Zigeuner werden u.a. von Nazis und Neonazis, wie hier z.B. auf einem Wahlkampfplakat der NPD aus dem Jahr 2014, diskriminiert
  • Nach der Machtübernahme durch die Nationalsozialisten wurden die Zigeuner erneut verfolgt.
  • Mit Verabschiedung der Nürnberger Gesetze wurde ihnen die deutsche Staatsbürgerschaft entzogen.
  • Ab 1935 wurden viele Zigeuner in Lagern interniert und mussten dort Zwangsarbeit leisten.
  • Kinder durften keine Schulen mehr besuchen. Für erwachsene Zigeuner gab es Berufsverbote und spezielle Meldepflichten.

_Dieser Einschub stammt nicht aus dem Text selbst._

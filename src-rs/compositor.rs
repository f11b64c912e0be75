use crate::error::{OverlayError, Result};
use crate::geometry::{icon_target_size, paste_origin, LinkOverlay};
use crate::media::MediaKind;
use image::imageops::{self, FilterType};
use image::{DynamicImage, Rgba, RgbaImage};
use serde::Serialize;
use std::path::{Path, PathBuf};

#[derive(Debug, Clone, PartialEq, Serialize)]
pub struct SkippedOverlay {
    pub url: String,
    pub icon_path: PathBuf,
    pub reason: String,
}

#[derive(Debug, Clone, Default, PartialEq, Serialize)]
pub struct CompositeReport {
    pub applied: usize,
    pub skipped: Vec<SkippedOverlay>,
}

impl CompositeReport {
    pub fn record_skip(&mut self, overlay: &LinkOverlay, err: &OverlayError) {
        let icon_path = overlay.icon_path.clone().unwrap_or_default();
        log::warn!("skipping icon for {}: {err}", overlay.url);
        self.skipped.push(SkippedOverlay {
            url: overlay.url.clone(),
            icon_path,
            reason: err.to_string(),
        });
    }
}

pub fn needs_composite<'a>(overlays: impl IntoIterator<Item = &'a LinkOverlay>) -> bool {
    overlays
        .into_iter()
        .any(|o| !o.is_placeholder() && o.icon_path.is_some())
}

pub fn load_icon(path: &Path) -> Result<DynamicImage> {
    image::open(path).map_err(|e| OverlayError::IconLoadFailure {
        path: path.to_path_buf(),
        reason: e.to_string(),
    })
}

/// The target may not exceed the canvas.
pub fn resize_icon(
    icon: &DynamicImage,
    overlay: &LinkOverlay,
    base_w: u32,
    base_h: u32,
) -> Result<RgbaImage> {
    let (tw, th) = icon_target_size(overlay, base_w, base_h);
    if tw > base_w.max(1) || th > base_h.max(1) {
        return Err(OverlayError::IconLoadFailure {
            path: overlay.icon_path.clone().unwrap_or_default(),
            reason: format!("icon size {tw}x{th} exceeds the {base_w}x{base_h} canvas"),
        });
    }
    Ok(imageops::resize(&icon.to_rgba8(), tw, th, FilterType::Lanczos3))
}

pub fn composite_icon(base: &mut RgbaImage, icon: &DynamicImage, overlay: &LinkOverlay) -> Result<()> {
    let (base_w, base_h) = base.dimensions();
    let resized = resize_icon(icon, overlay, base_w, base_h)?;
    let origin = paste_origin(overlay, resized.dimensions(), base_w, base_h);
    blit_over(base, &resized, origin);
    Ok(())
}

pub fn composite_icons<'a>(
    base: &mut RgbaImage,
    overlays: impl IntoIterator<Item = &'a LinkOverlay>,
) -> CompositeReport {
    let mut report = CompositeReport::default();
    for overlay in overlays {
        if overlay.is_placeholder() {
            continue;
        }
        let Some(icon_path) = overlay.icon_path.as_deref() else {
            continue;
        };
        match load_icon(icon_path).and_then(|icon| composite_icon(base, &icon, overlay)) {
            Ok(()) => report.applied += 1,
            Err(err) => report.record_skip(overlay, &err),
        }
    }
    report
}

pub fn compose_image_file<'a>(
    input: &Path,
    kind: MediaKind,
    overlays: impl IntoIterator<Item = &'a LinkOverlay>,
    dest: &Path,
) -> Result<CompositeReport> {
    let MediaKind::Image(format) = kind else {
        return Err(OverlayError::UnsupportedFormat(format!(
            "{} is not a still image",
            input.display()
        )));
    };
    let base = image::open(input).map_err(|source| OverlayError::Decode {
        path: input.to_path_buf(),
        source,
    })?;
    let mut canvas = base.to_rgba8();
    let report = composite_icons(&mut canvas, overlays);

    let out = if kind.keeps_alpha() {
        DynamicImage::ImageRgba8(canvas)
    } else {
        DynamicImage::ImageRgb8(DynamicImage::ImageRgba8(canvas).to_rgb8())
    };
    out.save_with_format(dest, format)
        .map_err(|source| OverlayError::Encode {
            path: dest.to_path_buf(),
            source,
        })?;
    Ok(report)
}

fn blit_over(base: &mut RgbaImage, src: &RgbaImage, origin: (i64, i64)) {
    let (base_w, base_h) = (i64::from(base.width()), i64::from(base.height()));
    let (ox, oy) = origin;
    let x_start = ox.max(0);
    let y_start = oy.max(0);
    let x_end = (ox + i64::from(src.width())).min(base_w);
    let y_end = (oy + i64::from(src.height())).min(base_h);
    for y in y_start..y_end {
        for x in x_start..x_end {
            let src_px = *src.get_pixel((x - ox) as u32, (y - oy) as u32);
            let dst = *base.get_pixel(x as u32, y as u32);
            base.put_pixel(x as u32, y as u32, blend_pixel(dst, src_px));
        }
    }
}

/// Porter-Duff "over" of `src` onto `dst`, straight (non-premultiplied) alpha.
pub(crate) fn blend_pixel(dst: Rgba<u8>, src: Rgba<u8>) -> Rgba<u8> {
    let sa = f64::from(src[3]) / 255.0;
    if sa <= 0.0 {
        return dst;
    }
    if sa >= 1.0 {
        return src;
    }
    let da = f64::from(dst[3]) / 255.0;
    let out_a = sa + da * (1.0 - sa);
    if out_a <= 0.0 {
        return Rgba([0, 0, 0, 0]);
    }
    let channel = |i: usize| {
        ((f64::from(src[i]) * sa + f64::from(dst[i]) * da * (1.0 - sa)) / out_a)
            .round()
            .clamp(0.0, 255.0) as u8
    };
    Rgba([
        channel(0),
        channel(1),
        channel(2),
        (out_a * 255.0).round().clamp(0.0, 255.0) as u8,
    ])
}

  • Das Reichsgesundheitsamt begann damit, die Zigeuner mittels Rassegutachten zu erfassen.
  • Ab dem Jahr 1940 wurden Zigeuner dann in Konzentrationslager deportiert. Etwa eine halbe Million von ihnen (da sind aber auch die besetzten Gebiete außerhalb Deutschlands mitgerechnet) wurden dort ermordet. [7]

5 Nach 1945

Seit den den frühen 1980er Jahren wird von einigen Interessengruppen der Begriff Zigeuner gezielt durch das Wortpaar Sinti und Roma ersetzt, um die Gedankenwelt des Nationalsozialismus zu verdrängen. Doch werden Zigeuner in Deutschland u.a. noch von Rechtsextremisten diskriminiert. Das führt schließlich dazu, dass der Begriff in der deutschen Sprache zunehmend vermieden wird.